In Reynolds v. United States (http://www.findlaw.com/scripts/getcase.pl?navby=case&court=us&vol=98&invol=145#164), 98 U.S. 145, 164 (1879), Chief Justice Waite for the unanimous Court characterized Jefferson's phrase "wall of separation between Church and State" as ''almost an authoritative declaration of the scope and effect of the amendment.''


That's soooo funny you used that case.! :D We should revive that anti-polygamy case again today, with all these challenges against the right to maintain traditional marriage laws going on all over the place, THAT SCOTUS ruling would go a long way toward saying the US Government DOES have the right to dictate what is and what is not a legal marriage in law despite what any individual or group of individuals have with religious or lack of religious standing and opinion on the matter!

Thanks for the link! :p
Jocabia
06-12-2005, 17:10
Hahahaha... TCT beating a dead horse. Didn’t want to recite ALL of the sentence from that treaty did ya?. :rolleyes:

You keep saying that it doesn't change the meaning. Quoting all of the sentence obscures the meaning, but it does not change it. The purpose of that clause was obvious and is not changed by why it was placed in the treaty. I notice that every time someone points this out to you, you ignore it. I'll post it again. You can scream at the facts all you want but even two hundred years ago the founding fathers declared this nation was NOT founded on Christianity.

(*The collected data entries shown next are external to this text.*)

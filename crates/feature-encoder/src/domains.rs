//! Training-Time Categorical Domains
//!
//! Ordered value lists fixed by the classifier's training schema. Both the
//! block order and the value order inside each block are part of the
//! contract with the model artifact; changing either silently corrupts
//! every prediction.

/// A categorical attribute and its ordered set of admissible values
#[derive(Debug, Clone, Copy)]
pub struct Domain {
    /// Attribute name as it appears in the training schema
    pub attribute: &'static str,
    /// Admissible values, in one-hot index order
    pub values: &'static [&'static str],
}

impl Domain {
    /// Number of one-hot slots this attribute occupies
    pub fn cardinality(&self) -> usize {
        self.values.len()
    }

    /// One-hot index of `value`, or `None` if it is not in the domain
    pub fn index_of(&self, value: &str) -> Option<usize> {
        self.values.iter().position(|v| *v == value)
    }
}

/// Internet add-on services share one domain
const INTERNET_ADDON: &[&str] = &["No", "No internet service", "Yes"];

pub const GENDER: Domain = Domain {
    attribute: "Gender",
    values: &["Female", "Male"],
};

pub const PARTNER: Domain = Domain {
    attribute: "Partner",
    values: &["No", "Yes"],
};

pub const DEPENDENTS: Domain = Domain {
    attribute: "Dependents",
    values: &["No", "Yes"],
};

pub const PHONE_SERVICE: Domain = Domain {
    attribute: "PhoneService",
    values: &["No", "Yes"],
};

pub const MULTIPLE_LINES: Domain = Domain {
    attribute: "MultipleLines",
    values: &["No", "No phone service", "Yes"],
};

pub const INTERNET_SERVICE: Domain = Domain {
    attribute: "InternetService",
    values: &["DSL", "Fiber optic", "No"],
};

pub const ONLINE_SECURITY: Domain = Domain {
    attribute: "OnlineSecurity",
    values: INTERNET_ADDON,
};

pub const ONLINE_BACKUP: Domain = Domain {
    attribute: "OnlineBackup",
    values: INTERNET_ADDON,
};

pub const DEVICE_PROTECTION: Domain = Domain {
    attribute: "DeviceProtection",
    values: INTERNET_ADDON,
};

pub const TECH_SUPPORT: Domain = Domain {
    attribute: "TechSupport",
    values: INTERNET_ADDON,
};

pub const STREAMING_TV: Domain = Domain {
    attribute: "StreamingTV",
    values: INTERNET_ADDON,
};

pub const STREAMING_MOVIES: Domain = Domain {
    attribute: "StreamingMovies",
    values: INTERNET_ADDON,
};

pub const CONTRACT: Domain = Domain {
    attribute: "Contract",
    values: &["Month-to-month", "One year", "Two year"],
};

pub const PAPERLESS_BILLING: Domain = Domain {
    attribute: "PaperlessBilling",
    values: &["No", "Yes"],
};

pub const PAYMENT_METHOD: Domain = Domain {
    attribute: "PaymentMethod",
    values: &[
        "Bank transfer (automatic)",
        "Credit card (automatic)",
        "Electronic check",
        "Mailed check",
    ],
};

pub const TENURE_GROUP: Domain = Domain {
    attribute: "TenureGroup",
    values: &["1 - 12", "13 - 24", "25 - 36", "37 - 48", "49 - 60", "61 - 72"],
};

/// One-hot blocks in vector order, after the three numeric features
pub const CATEGORICAL_SCHEMA: [&Domain; 16] = [
    &GENDER,
    &PARTNER,
    &DEPENDENTS,
    &PHONE_SERVICE,
    &MULTIPLE_LINES,
    &INTERNET_SERVICE,
    &ONLINE_SECURITY,
    &ONLINE_BACKUP,
    &DEVICE_PROTECTION,
    &TECH_SUPPORT,
    &STREAMING_TV,
    &STREAMING_MOVIES,
    &CONTRACT,
    &PAPERLESS_BILLING,
    &PAYMENT_METHOD,
    &TENURE_GROUP,
];

/// Total width of the one-hot section
pub fn one_hot_width() -> usize {
    CATEGORICAL_SCHEMA.iter().map(|d| d.cardinality()).sum()
}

The point of the part of the sentence (no one was hiding that it was a fragment notice that ever quote included the semicolon) meant exactly what it says. In the context of the treaty it was absolutely intended to make them understand that it wasn't Christians against Muslims because the US is not a Christian nation. It says so in those exact words. In order to read it differently one has to pretend it doesn't have that part of the sentence in in at all. It is absolutely related to the topic because it made the exact point that we are not a Christian nation only four years after the writing of the Constitution. It's hard to argue that we changed from a Christian nation to a non-Christian nation in four years. Because you pretend like it doesn't say what it explicitly does say doesn't change it's meaning or make it 'debunked'.

Here is the entirety.

"As the Government of the United States of America is not in any sense founded on the Christian religion; as it has in itself no character of enmity against the laws, religion, or tranquillity, of Musselmen; and as the said States never have entered into any war or act of hostility against any Mehomitan nation, it is declared by the parties that no pretext arising from religious opinions shall ever produce an interruption of the harmony existing between the two countries."

It makes several points, thus the semicolons.

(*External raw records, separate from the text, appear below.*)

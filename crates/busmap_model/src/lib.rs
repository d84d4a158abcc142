use std::fmt;
use std::str::FromStr;

use compact_str::CompactString;
use serde::{Deserialize, Serialize};

pub mod records;

pub use records::{
    ArrivalsRecord, BusRecord, PatternRecord, RouteRecord, ScheduleRecord, StopRecord,
};

/// Key of a stop in the stop registry.
pub type StopNo = u32;

/// Key of a route in the route registry. Route numbers are short but not numeric ("099", "N19").
pub type RouteNo = CompactString;

#[derive(Debug, Clone, PartialEq, Eq, thiserror::Error)]
pub enum ModelParseError {
    #[error("invalid coordinate: {0}")]
    InvalidCoordinate(String),
    #[error("route map line does not start with 'N': {0}")]
    MissingMarker(String),
    #[error("route map line has no '-' after the route number: {0}")]
    MissingRouteSeparator(String),
    #[error("route map line has no ';' after the pattern name: {0}")]
    MissingPatternSeparator(String),
    #[error("route map line has an empty route number: {0}")]
    EmptyRouteNumber(String),
    #[error("route map line has an unpaired coordinate: {0}")]
    UnpairedCoordinate(String),
}

#[derive(Debug, Clone, Copy, PartialEq, Default, Serialize, Deserialize)]
pub struct LatLon {
    pub latitude: f64,
    pub longitude: f64,
}

impl LatLon {
    pub const fn new(latitude: f64, longitude: f64) -> Self {
        Self {
            latitude,
            longitude,
        }
    }

    /// True when latitude is in [-90, 90] and longitude in [-180, 180].
    ///
    /// Out-of-range coordinates are never rejected. The stops feed flags them with a
    /// warning notice and stores them as given.
    pub fn is_within_bounds(&self) -> bool {
        (-90.0..=90.0).contains(&self.latitude) && (-180.0..=180.0).contains(&self.longitude)
    }

    fn parse_component(value: &str) -> Result<f64, ModelParseError> {
        let trimmed = value.trim();
        let parsed: f64 = trimmed
            .parse()
            .map_err(|_| ModelParseError::InvalidCoordinate(value.to_string()))?;
        if !parsed.is_finite() {
            return Err(ModelParseError::InvalidCoordinate(value.to_string()));
        }
        Ok(parsed)
    }
}

impl fmt::Display for LatLon {
    fn fmt(&self, f: &mut fmt::Formatter<'_>) -> fmt::Result {
        write!(f, "{},{}", self.latitude, self.longitude)
    }
}

impl FromStr for LatLon {
    type Err = ModelParseError;

    /// Parses `"lat,lon"`.
    fn from_str(value: &str) -> Result<Self, Self::Err> {
        let (lat, lon) = value
            .split_once(',')
            .ok_or_else(|| ModelParseError::InvalidCoordinate(value.to_string()))?;
        Ok(Self::new(
            Self::parse_component(lat)?,
            Self::parse_component(lon)?,
        ))
    }
}

/// Real-time status of an expected arrival, decoded from the feed's `ScheduleStatus` code.
#[derive(Debug, Clone, Copy, PartialEq, Eq, Hash, Serialize, Deserialize)]
pub enum ArrivalStatus {
    #[serde(rename = "*")]
    Scheduled,
    #[serde(rename = " ")]
    OnTime,
    #[serde(rename = "+")]
    Early,
    #[serde(rename = "-")]
    Late,
    #[serde(other)]
    Other,
}

impl ArrivalStatus {
    pub fn from_code(code: &str) -> Self {
        match code {
            "*" => ArrivalStatus::Scheduled,
            " " => ArrivalStatus::OnTime,
            "+" => ArrivalStatus::Early,
            "-" => ArrivalStatus::Late,
            _ => ArrivalStatus::Other,
        }
    }

    pub fn code(self) -> &'static str {
        match self {
            ArrivalStatus::Scheduled => "*",
            ArrivalStatus::OnTime => " ",
            ArrivalStatus::Early => "+",
            ArrivalStatus::Late => "-",
            ArrivalStatus::Other => "?",
        }
    }

    pub fn label(self) -> &'static str {
        match self {
            ArrivalStatus::Scheduled => "scheduled",
            ArrivalStatus::OnTime => "on-time",
            ArrivalStatus::Early => "early",
            ArrivalStatus::Late => "late",
            ArrivalStatus::Other => "unknown",
        }
    }
}

impl fmt::Display for ArrivalStatus {
    fn fmt(&self, f: &mut fmt::Formatter<'_>) -> fmt::Result {
        f.write_str(self.label())
    }
}

/// One expected arrival at a stop, valid for a single refresh cycle.
#[derive(Debug, Clone, PartialEq, Serialize)]
pub struct Arrival {
    pub minutes_to_arrival: i32,
    pub destination: String,
    pub route: RouteNo,
    pub status: ArrivalStatus,
}

impl Arrival {
    pub fn new(
        minutes_to_arrival: i32,
        destination: impl Into<String>,
        route: RouteNo,
        status: ArrivalStatus,
    ) -> Self {
        Self {
            minutes_to_arrival,
            destination: destination.into(),
            route,
            status,
        }
    }
}

/// A vehicle position snapshot. `recorded_time` is kept exactly as the feed sent it.
#[derive(Debug, Clone, PartialEq, Serialize)]
pub struct Bus {
    pub route: RouteNo,
    pub location: LatLon,
    pub destination: String,
    pub recorded_time: String,
}

impl Bus {
    pub fn new(
        route: RouteNo,
        location: LatLon,
        destination: impl Into<String>,
        recorded_time: impl Into<String>,
    ) -> Self {
        Self {
            route,
            location,
            destination: destination.into(),
            recorded_time: recorded_time.into(),
        }
    }
}

/// One line of the compact route map feed:
/// `N<routeNo>-<patternName>;<lat>;<lon>;<lat>;<lon>;...;`
#[derive(Debug, Clone, PartialEq)]
pub struct RouteMapLine {
    pub route: RouteNo,
    pub pattern: String,
    pub path: Vec<LatLon>,
}

impl RouteMapLine {
    pub const MARKER: char = 'N';

    pub fn parse(line: &str) -> Result<Self, ModelParseError> {
        let body = line
            .strip_prefix(Self::MARKER)
            .ok_or_else(|| ModelParseError::MissingMarker(line.to_string()))?;
        // Coordinates carry minus signs, so the header ends at the first ';'.
        let (header, coordinates) = body
            .split_once(';')
            .ok_or_else(|| ModelParseError::MissingPatternSeparator(line.to_string()))?;
        let (route, pattern) = header
            .split_once('-')
            .ok_or_else(|| ModelParseError::MissingRouteSeparator(line.to_string()))?;
        if route.trim().is_empty() {
            return Err(ModelParseError::EmptyRouteNumber(line.to_string()));
        }

        let values = coordinates
            .split(';')
            .filter(|token| !token.trim().is_empty())
            .map(LatLon::parse_component)
            .collect::<Result<Vec<f64>, _>>()?;
        if values.len() % 2 != 0 {
            return Err(ModelParseError::UnpairedCoordinate(line.to_string()));
        }
        let path = values
            .chunks_exact(2)
            .map(|pair| LatLon::new(pair[0], pair[1]))
            .collect();

        Ok(Self {
            route: CompactString::from(route.trim()),
            pattern: pattern.to_string(),
            path,
        })
    }
}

1. The US is not founded on the Christian religion.
2. The US has nothing against Muslims in general.
3. The US has never entered into a war with any Muslim nation.

And because of those reasons there are no religious reasons for there to be conflict between the nations. However, the context doesn't change the fact that the treaty declares that those three points are, in fact, true. To claim otherwise is simply to ignore the text.

The US was not founded on the Christian religion according to the founders. You've done nothing to show otherwise.

That's soooo funny you used that case.! :D We should revive that anti-polygamy case again today, with all these challenges against the right to maintain traditional marriage laws going on all over the place, THAT SCOTUS ruling would go a long way toward saying the US Government DOES have the right to dictate what is and what is not a legal marriage in law despite what any individual or group of individuals have with religious or lack of religious standing and opinion on the matter!

Thanks for the link! :p

He cited the case because a poster claimed that the current views on seperation of Church and State are new and there is no wall. The poster claims it was an invention of the last forty years. The evidence goes against the poster. You keep trying to take these posts out of context but like any conversation, context is very important.